In a rare appearance by a foreign first spouse before Congress, Ms. Zelenska showed photographs of children whose lives had been destroyed by the war. Among them was Sophia, a girl from the Kyiv suburb of Bucha, who Ms. Zelenska said had lost her mother and her arm during the war.
Ukraine’s first lady met her future husband, Volodymyr Zelensky, when they were still students at different universities in their hometown, the industrial city of Kryvyi Rih. She later became a script writer at Kvartal 95, the production company that Mr. Zelensky founded before he traded comic acting for the presidency — and then became a wartime president.
Prior to Russia’s invasion of Ukraine, Ms. Zelenska, 44, focused on issues of female empowerment, literacy and culture in Ukraine. But the war has since thrust her into the global spotlight. In recent weeks, she has stepped forward more on social media, and has used her profile to raise awareness about Russian crimes against children and older citizens.
During her speech she also described a 4-year-old girl killed in Vinnytsia, in a missile attack in the central Ukrainian city that killed 25 people; a 5-year-old who died in a shopping mall attack and a 3-year-old boy who lost his legs and is learning to use a prosthesis.
She asked the members of Congress for more weapons, including air defense systems, before they leave for their August recess, so that “our kids are not going to be killed.”
Her emotional plea garnered a 30-second standing ovation from congressional leaders. As Ms. Zelenska exited, several members of Congress offered a handshake.
Representative Bill Pascrell, Democrat of New Jersey, draped a Ukrainian flag around his shoulders and made a peace sign as Ms. Zelenska concluded her speech.
The House speaker, Nancy Pelosi, Democrat of California, said in a letter to House colleagues before the speech that “the brutality of Russian aggression and the treatment of women and children have horrified the American people, and these crimes have been of particular concern to the women members of Congress.”
Ms.

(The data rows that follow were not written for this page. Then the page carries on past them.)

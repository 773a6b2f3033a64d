//! Credential vault
//!
//! Symmetric encryption for provider secrets at rest (aggregator access
//! tokens, scraper bank credentials). Secrets are sealed with
//! ChaCha20-Poly1305 under a process-wide key and stored as a versioned
//! envelope string.
//!
//! ## Legacy plaintext
//!
//! Connections created before encryption shipped hold their secret as a bare
//! string. [`Vault::is_encrypted`] tells the two apart by the `$vault$`
//! prefix, and [`Vault::open`] transparently handles both: prefixed values
//! are decrypted, anything else is returned as-is and logged as a migration
//! signal. A prefixed value that fails to parse or authenticate is a hard
//! [`TellerError::Encryption`] — corrupt ciphertext must never be silently
//! fed downstream as if it were a plaintext secret. The prefix alone decides
//! the routing: real vault output always carries it, and no legacy password
//! starts with it.

mod envelope;

pub use envelope::{Envelope, ENVELOPE_ALGORITHM, ENVELOPE_PREFIX, ENVELOPE_VERSION};

use chacha20poly1305::{aead::Aead, ChaCha20Poly1305, Key, KeyInit, Nonce};
use rand::rngs::OsRng;
use rand::RngCore;
use tracing::warn;
use zeroize::Zeroizing;

use crate::types::{Result, TellerError};

/// Encryption key length for ChaCha20-Poly1305 (32 bytes)
pub const KEY_LEN: usize = 32;

/// Nonce length for ChaCha20-Poly1305 (12 bytes)
pub const NONCE_LEN: usize = 12;

/// Generate cryptographically secure random bytes.
fn generate_random_bytes<const N: usize>() -> [u8; N] {
    let mut bytes = [0u8; N];
    OsRng.fill_bytes(&mut bytes);
    bytes
}

/// Process-wide secret vault.
///
/// The key is fixed at construction and read-only afterwards; no runtime
/// rotation is modeled. Construct once at startup and share via `Arc`.
pub struct Vault {
    key: Zeroizing<[u8; KEY_LEN]>,
}

impl Vault {
    /// Create a vault from a raw 32-byte key.
    pub fn new(key: [u8; KEY_LEN]) -> Self {
        Self {
            key: Zeroizing::new(key),
        }
    }

    /// Create a vault from a base64-encoded 32-byte key, as supplied via
    /// configuration.
    pub fn from_base64(encoded: &str) -> Result<Self> {
        use base64::{engine::general_purpose, Engine as _};

        let bytes = general_purpose::STANDARD
            .decode(encoded.trim())
            .map_err(|e| TellerError::Config(format!("vault key is not valid base64: {}", e)))?;

        let key: [u8; KEY_LEN] = bytes.try_into().map_err(|_| {
            TellerError::Config(format!("vault key must be {} bytes after decoding", KEY_LEN))
        })?;

        Ok(Self::new(key))
    }

    /// Whether a stored value is vault output (as opposed to legacy
    /// plaintext). Prefix check only: a prefixed value that turns out not to
    /// parse is a corrupt envelope, never plaintext.
    pub fn is_encrypted(value: &str) -> bool {
        value.starts_with(ENVELOPE_PREFIX)
    }

    /// Seal a plaintext secret into an envelope string.
    ///
    /// A fresh random nonce is drawn per call, so encrypting the same secret
    /// twice yields different envelopes.
    pub fn encrypt(&self, plaintext: &str) -> Result<String> {
        let nonce: [u8; NONCE_LEN] = generate_random_bytes();

        let cipher = ChaCha20Poly1305::new(Key::from_slice(self.key.as_ref()));
        let ciphertext = cipher
            .encrypt(Nonce::from_slice(&nonce), plaintext.as_bytes())
            .map_err(|e| TellerError::Encryption(format!("encryption failed: {}", e)))?;

        Ok(Envelope::new(nonce.to_vec(), ciphertext).to_string())
    }

    /// Open an envelope string and return the plaintext secret.
    ///
    /// Fails with [`TellerError::Encryption`] when the value is not an
    /// envelope, when the auth tag does not verify (tampered or wrong key),
    /// or when the plaintext is not UTF-8.
    pub fn decrypt(&self, value: &str) -> Result<String> {
        let envelope = Envelope::parse(value)
            .map_err(|e| TellerError::Encryption(format!("not a vault envelope: {}", e)))?;

        if envelope.nonce.len() != NONCE_LEN {
            return Err(TellerError::Encryption(format!(
                "invalid nonce length: expected {}, got {}",
                NONCE_LEN,
                envelope.nonce.len()
            )));
        }

        let cipher = ChaCha20Poly1305::new(Key::from_slice(self.key.as_ref()));
        let plaintext = cipher
            .decrypt(
                Nonce::from_slice(&envelope.nonce),
                envelope.ciphertext.as_slice(),
            )
            .map_err(|_| {
                TellerError::Encryption("decryption failed (tampered ciphertext or wrong key)".into())
            })?;

        String::from_utf8(plaintext)
            .map_err(|_| TellerError::Encryption("decrypted secret is not valid UTF-8".into()))
    }

    /// Resolve a stored secret value, whichever generation it belongs to.
    ///
    /// Prefixed values are decrypted; legacy bare strings are returned
    /// unchanged and logged so operators can track how many pre-encryption
    /// connections remain. Corrupt envelopes propagate the decryption error —
    /// they are never mistaken for plaintext.
    pub fn open(&self, stored: &str) -> Result<String> {
        if Self::is_encrypted(stored) {
            self.decrypt(stored)
        } else {
            warn!("stored secret is legacy plaintext; will be re-sealed on next write");
            Ok(stored.to_string())
        }
    }
}

#[cfg(test)]
mod tests {
    use super::*;

    fn test_vault() -> Vault {
        Vault::new([7u8; KEY_LEN])
    }

    #[test]
    fn test_encrypt_decrypt_roundtrip() {
        let vault = test_vault();

        let sealed = vault.encrypt("plain-secret-string").unwrap();
        assert!(Vault::is_encrypted(&sealed));

        let opened = vault.decrypt(&sealed).unwrap();
        assert_eq!(opened, "plain-secret-string");
    }

    #[test]
    fn test_fresh_nonce_per_encryption() {
        let vault = test_vault();

        let first = vault.encrypt("same-secret").unwrap();
        let second = vault.encrypt("same-secret").unwrap();
        assert_ne!(first, second);

        assert_eq!(vault.decrypt(&first).unwrap(), "same-secret");
        assert_eq!(vault.decrypt(&second).unwrap(), "same-secret");
    }

    #[test]
    fn test_legacy_plaintext_detection() {
        assert!(!Vault::is_encrypted("plain-secret-string"));
        assert!(!Vault::is_encrypted(""));
        // Dollar signs in a password must not trip the detector
        assert!(!Vault::is_encrypted("pa$$word$123$abc"));
        // Anything carrying the prefix belongs to the vault, damaged or not
        assert!(Vault::is_encrypted("$vault$"));
        assert!(Vault::is_encrypted("$vault$1$chacha20poly1305$AAAA"));
    }

    #[test]
    fn test_open_passes_legacy_plaintext_through() {
        let vault = test_vault();
        assert_eq!(vault.open("plain-secret-string").unwrap(), "plain-secret-string");
    }

    #[test]
    fn test_open_decrypts_envelopes() {
        let vault = test_vault();
        let sealed = vault.encrypt("s3cret").unwrap();
        assert_eq!(vault.open(&sealed).unwrap(), "s3cret");
    }

    #[test]
    fn test_tampered_envelope_is_error_not_plaintext() {
        let vault = test_vault();
        let sealed = vault.encrypt("s3cret").unwrap();

        // Flip one ciphertext byte, keeping the envelope shape intact
        let mut envelope = Envelope::parse(&sealed).unwrap();
        envelope.ciphertext[0] ^= 0x01;
        let tampered = envelope.to_string();
        assert!(Vault::is_encrypted(&tampered));

        let err = vault.open(&tampered).unwrap_err();
        assert!(matches!(err, TellerError::Encryption(_)));
    }

    #[test]
    fn test_garbled_envelope_is_error_not_plaintext() {
        let vault = test_vault();

        // Prefixed but structurally broken: too few sections to be an
        // envelope. Must surface as an error, never as the "secret".
        let err = vault.open("$vault$1$chacha20poly1305$AAAA").unwrap_err();
        assert!(matches!(err, TellerError::Encryption(_)));

        let err = vault.open("$vault$").unwrap_err();
        assert!(matches!(err, TellerError::Encryption(_)));
    }

    #[test]
    fn test_truncated_envelope_is_error_not_plaintext() {
        let vault = test_vault();
        let sealed = vault.encrypt("s3cret").unwrap();

        // Lose the tail of the ciphertext, as a torn write would
        let truncated = &sealed[..sealed.len() - 5];
        let err = vault.open(truncated).unwrap_err();
        assert!(matches!(err, TellerError::Encryption(_)));
    }

    #[test]
    fn test_wrong_key_fails() {
        let vault = test_vault();
        let other = Vault::new([9u8; KEY_LEN]);

        let sealed = vault.encrypt("s3cret").unwrap();
        let result = other.decrypt(&sealed);
        assert!(matches!(result, Err(TellerError::Encryption(_))));
    }

    #[test]
    fn test_from_base64_rejects_short_keys() {
        use base64::{engine::general_purpose, Engine as _};

        let short = general_purpose::STANDARD.encode([1u8; 16]);
        assert!(matches!(
            Vault::from_base64(&short),
            Err(TellerError::Config(_))
        ));

        let exact = general_purpose::STANDARD.encode([1u8; KEY_LEN]);
        assert!(Vault::from_base64(&exact).is_ok());
    }

    #[test]
    fn test_unicode_secret_roundtrip() {
        let vault = test_vault();
        let secret = "סיסמה-חזקה-מאוד";
        let sealed = vault.encrypt(secret).unwrap();
        assert_eq!(vault.decrypt(&sealed).unwrap(), secret);
    }
}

Zelenska’s speech came a day after she met U.S. first lady Jill Biden at the White House. The meeting between the two women, who previously met in May during Dr. Biden’s unannounced visit in western Ukraine, underscored how the war has dramatically reshaped their roles in recent months.
In a post on Telegram, Ms. Zelenska said she was seeking help from the American government and business community for a program to provide prosthetic limbs to Ukrainian children who stepped on land mines or were maimed in bombardments.